• **Activity**
If a line in the data below includes the string "execute", please return a copy of it.

[Collection entries]
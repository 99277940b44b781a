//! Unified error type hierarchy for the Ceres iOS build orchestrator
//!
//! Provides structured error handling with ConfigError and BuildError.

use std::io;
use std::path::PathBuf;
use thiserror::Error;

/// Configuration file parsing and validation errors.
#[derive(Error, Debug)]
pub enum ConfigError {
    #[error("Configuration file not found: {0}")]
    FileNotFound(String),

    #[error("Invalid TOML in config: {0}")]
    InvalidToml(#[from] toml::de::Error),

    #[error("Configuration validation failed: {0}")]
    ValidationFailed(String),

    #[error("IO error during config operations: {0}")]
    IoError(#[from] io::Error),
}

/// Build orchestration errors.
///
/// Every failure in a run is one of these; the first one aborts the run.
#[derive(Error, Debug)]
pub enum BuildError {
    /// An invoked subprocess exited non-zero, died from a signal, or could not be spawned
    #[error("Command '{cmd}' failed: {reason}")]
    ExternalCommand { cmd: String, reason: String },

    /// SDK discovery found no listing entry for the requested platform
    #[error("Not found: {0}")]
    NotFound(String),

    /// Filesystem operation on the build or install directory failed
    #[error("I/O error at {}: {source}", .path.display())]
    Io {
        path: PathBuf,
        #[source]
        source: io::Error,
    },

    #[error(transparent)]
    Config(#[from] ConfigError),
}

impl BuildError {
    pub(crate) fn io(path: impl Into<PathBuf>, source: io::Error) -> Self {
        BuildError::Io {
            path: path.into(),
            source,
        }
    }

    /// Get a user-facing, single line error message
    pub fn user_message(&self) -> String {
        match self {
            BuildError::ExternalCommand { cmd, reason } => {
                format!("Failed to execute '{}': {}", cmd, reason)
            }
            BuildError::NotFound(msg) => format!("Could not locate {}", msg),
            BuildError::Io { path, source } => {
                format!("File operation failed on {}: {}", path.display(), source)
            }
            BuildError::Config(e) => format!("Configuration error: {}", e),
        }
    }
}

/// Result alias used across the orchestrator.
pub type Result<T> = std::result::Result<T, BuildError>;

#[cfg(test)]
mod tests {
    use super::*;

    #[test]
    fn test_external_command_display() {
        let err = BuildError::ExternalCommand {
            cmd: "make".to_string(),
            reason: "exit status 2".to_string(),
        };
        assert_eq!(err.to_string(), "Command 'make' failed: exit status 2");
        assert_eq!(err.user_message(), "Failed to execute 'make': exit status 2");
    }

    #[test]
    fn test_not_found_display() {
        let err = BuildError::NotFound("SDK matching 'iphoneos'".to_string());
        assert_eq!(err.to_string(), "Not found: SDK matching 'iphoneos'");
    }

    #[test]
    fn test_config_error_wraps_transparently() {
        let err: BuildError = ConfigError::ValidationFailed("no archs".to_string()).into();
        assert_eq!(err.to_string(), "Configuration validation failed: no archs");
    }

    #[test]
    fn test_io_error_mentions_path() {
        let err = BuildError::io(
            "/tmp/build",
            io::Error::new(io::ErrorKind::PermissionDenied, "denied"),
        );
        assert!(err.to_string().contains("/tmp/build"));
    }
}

• **Your response**
                format!("Failed to execute '{}': {}", cmd, reason)
        assert_eq!(err.user_message(), "Failed to execute 'make': exit status 2");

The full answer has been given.